Support documented that the workbook appeared to reference an external Windows‑only file path (example: a mapped N:\ network drive such as N:\Directory\database.db) which macOS and Excel Online could not access; Windows users did not see the problem. The ticket did not record a final remediation or resolution.

Source Tickets (1)
105. Microsoft Teams desktop app failed to launch with no error
35% confidence
Problem Pattern

The Microsoft Teams desktop application would not open on a user's workstation and produced no specific error message; the user reported only that "Teams cannot be opened." The Teams web app remained accessible in Chrome and Edge. No diagnostic logs or error codes were provided.

Solution

No confirmed remediation was recorded in the ticket. Support recommended reinstalling the Teams desktop client and offered the Teams web app (https://teams.cloud.microsoft) as a working workaround.
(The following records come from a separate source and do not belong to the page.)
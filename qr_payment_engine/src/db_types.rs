use std::{fmt::Display, str::FromStr};

use chrono::{DateTime, Utc};
use qpg_common::Money;
use serde::{Deserialize, Serialize};
use sqlx::{FromRow, Type};
use thiserror::Error;

//--------------------------------------   PaymentStatus   -----------------------------------------------------------
/// The lifecycle state of a payment request.
///
/// `Pending` is the only non-terminal state. Every other state is terminal: once a record leaves `Pending`, no
/// further transition is ever applied to it.
#[derive(Debug, Clone, Copy, PartialEq, Eq, Type, Serialize, Deserialize)]
#[sqlx(rename_all = "UPPERCASE")]
#[serde(rename_all = "UPPERCASE")]
pub enum PaymentStatus {
    /// The payment request exists and the provider has not yet reported an outcome.
    Pending,
    /// The customer paid. `provider_txn_id` is set if and only if a record is in this state.
    Completed,
    /// The provider reported the payment as failed.
    Failed,
    /// The deadline passed without a terminal report from the provider.
    Expired,
    /// An operator cancelled the request. Never inferred from provider polling.
    Cancelled,
}

impl PaymentStatus {
    pub fn is_terminal(&self) -> bool {
        !matches!(self, PaymentStatus::Pending)
    }
}

impl Display for PaymentStatus {
    fn fmt(&self, f: &mut std::fmt::Formatter<'_>) -> std::fmt::Result {
        match self {
            PaymentStatus::Pending => write!(f, "PENDING"),
            PaymentStatus::Completed => write!(f, "COMPLETED"),
            PaymentStatus::Failed => write!(f, "FAILED"),
            PaymentStatus::Expired => write!(f, "EXPIRED"),
            PaymentStatus::Cancelled => write!(f, "CANCELLED"),
        }
    }
}

#[derive(Debug, Clone, Error)]
#[error("Invalid payment status: {0}")]
pub struct ConversionError(String);

impl FromStr for PaymentStatus {
    type Err = ConversionError;

    fn from_str(s: &str) -> Result<Self, Self::Err> {
        match s {
            "PENDING" => Ok(Self::Pending),
            "COMPLETED" => Ok(Self::Completed),
            "FAILED" => Ok(Self::Failed),
            "EXPIRED" => Ok(Self::Expired),
            "CANCELLED" => Ok(Self::Cancelled),
            s => Err(ConversionError(s.to_string())),
        }
    }
}

//--------------------------------------   ProviderStatus   ----------------------------------------------------------
/// What the provider currently knows about a payment. This is the normalized form every provider integration maps
/// its own response shapes into before the lifecycle service sees them.
#[derive(Debug, Clone, Copy, PartialEq, Eq)]
pub enum ProviderStatus {
    Pending,
    Completed,
    Failed,
    Expired,
    /// The provider has no record, or its answer could not be interpreted. This means "no information" and must
    /// never be treated as an outcome.
    Unknown,
}

impl Display for ProviderStatus {
    fn fmt(&self, f: &mut std::fmt::Formatter<'_>) -> std::fmt::Result {
        match self {
            ProviderStatus::Pending => write!(f, "PENDING"),
            ProviderStatus::Completed => write!(f, "COMPLETED"),
            ProviderStatus::Failed => write!(f, "FAILED"),
            ProviderStatus::Expired => write!(f, "EXPIRED"),
            ProviderStatus::Unknown => write!(f, "UNKNOWN"),
        }
    }
}

//--------------------------------------      Tender       -----------------------------------------------------------
/// Which payment network handles a request.
#[derive(Debug, Clone, Copy, PartialEq, Eq, Type, Serialize, Deserialize)]
#[sqlx(rename_all = "UPPERCASE")]
#[serde(rename_all = "UPPERCASE")]
pub enum Tender {
    Paypay,
    Rakuten,
}

impl Display for Tender {
    fn fmt(&self, f: &mut std::fmt::Formatter<'_>) -> std::fmt::Result {
        match self {
            Tender::Paypay => write!(f, "PAYPAY"),
            Tender::Rakuten => write!(f, "RAKUTEN"),
        }
    }
}

//--------------------------------------     RequestId     -----------------------------------------------------------
/// The client-supplied identifier of a payment request. Unique for the lifetime of the system; also the merchant
/// reference the provider keys the payment on.
#[derive(Debug, Clone, PartialEq, Eq, Hash, Type, Serialize, Deserialize)]
#[sqlx(transparent)]
#[serde(transparent)]
pub struct RequestId(pub String);

impl From<String> for RequestId {
    fn from(s: String) -> Self {
        Self(s)
    }
}

impl From<&str> for RequestId {
    fn from(s: &str) -> Self {
        Self(s.to_string())
    }
}

impl Display for RequestId {
    fn fmt(&self, f: &mut std::fmt::Formatter<'_>) -> std::fmt::Result {
        write!(f, "{}", self.0)
    }
}

impl RequestId {
    pub fn as_str(&self) -> &str {
        &self.0
    }
}

//--------------------------------------   PaymentRequest   ----------------------------------------------------------
/// A persisted payment request. One row per client-initiated payment attempt; rows are never deleted by the engine.
#[derive(Debug, Clone, FromRow, Serialize)]
pub struct PaymentRequest {
    pub id: i64,
    pub request_id: RequestId,
    pub amount: Money,
    pub currency: String,
    pub tender: Tender,
    pub terminal_id: i64,
    pub status: PaymentStatus,
    /// The scannable payload (QR deeplink or equivalent) the provider issued at creation time.
    pub provider_reference: String,
    /// The provider's own transaction id. Set exactly when the record transitions to `Completed`.
    pub provider_txn_id: Option<String>,
    pub created_at: DateTime<Utc>,
    pub expires_at: DateTime<Utc>,
    pub updated_at: DateTime<Utc>,
}

impl PaymentRequest {
    pub fn is_past_deadline(&self, now: DateTime<Utc>) -> bool {
        now > self.expires_at
    }
}

//--------------------------------------  NewPaymentRequest  ---------------------------------------------------------
/// The client-facing shape of a payment initiation, before the provider has been consulted.
#[derive(Debug, Clone)]
pub struct NewPaymentRequest {
    pub request_id: RequestId,
    pub amount: Money,
    pub currency: String,
    pub tender: Tender,
    pub terminal_id: i64,
}

impl NewPaymentRequest {
    pub fn new(request_id: RequestId, amount: Money, currency: &str, tender: Tender, terminal_id: i64) -> Self {
        Self { request_id, amount, currency: currency.to_string(), tender, terminal_id }
    }
}

//--------------------------------------   NewPaymentRecord  ---------------------------------------------------------
/// Everything the store needs to persist a freshly initiated payment: the client's request plus what the provider
/// handed back for it.
#[derive(Debug, Clone)]
pub struct NewPaymentRecord {
    pub request: NewPaymentRequest,
    pub provider_reference: String,
    pub expires_at: DateTime<Utc>,
}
Support attempted phone contact and assigned a colleague to follow up, but the ticket was closed due to no response before a definitive fix was applied.

Source Tickets (1)
106. Channel meeting scheduling greyed out with 'your admin hasn't enabled this feature'
65% confidence
Problem Pattern

A user tried to schedule a meeting for a Teams channel but the 'Schedule a meeting' button was greyed out and a warning said "your admin hasn't enabled this feature." The target channel did not appear as an option in the calendar scheduling UI. The user was a tutor and the team appeared to be a Course Feed / learning-category team that may restrict features.

Solution

No final fix was recorded. Support determined the UI message indicated the tenant or team configuration had channel scheduling disabled and noted that Course Feed / learning-category teams can restrict some channel features. Support advised that tenant or Teams admin settings controlling channel meeting scheduling needed to be changed (or the team classification adjusted) so the channel appeared as a scheduling target, but there was no confirmation in the ticket that those changes were applied.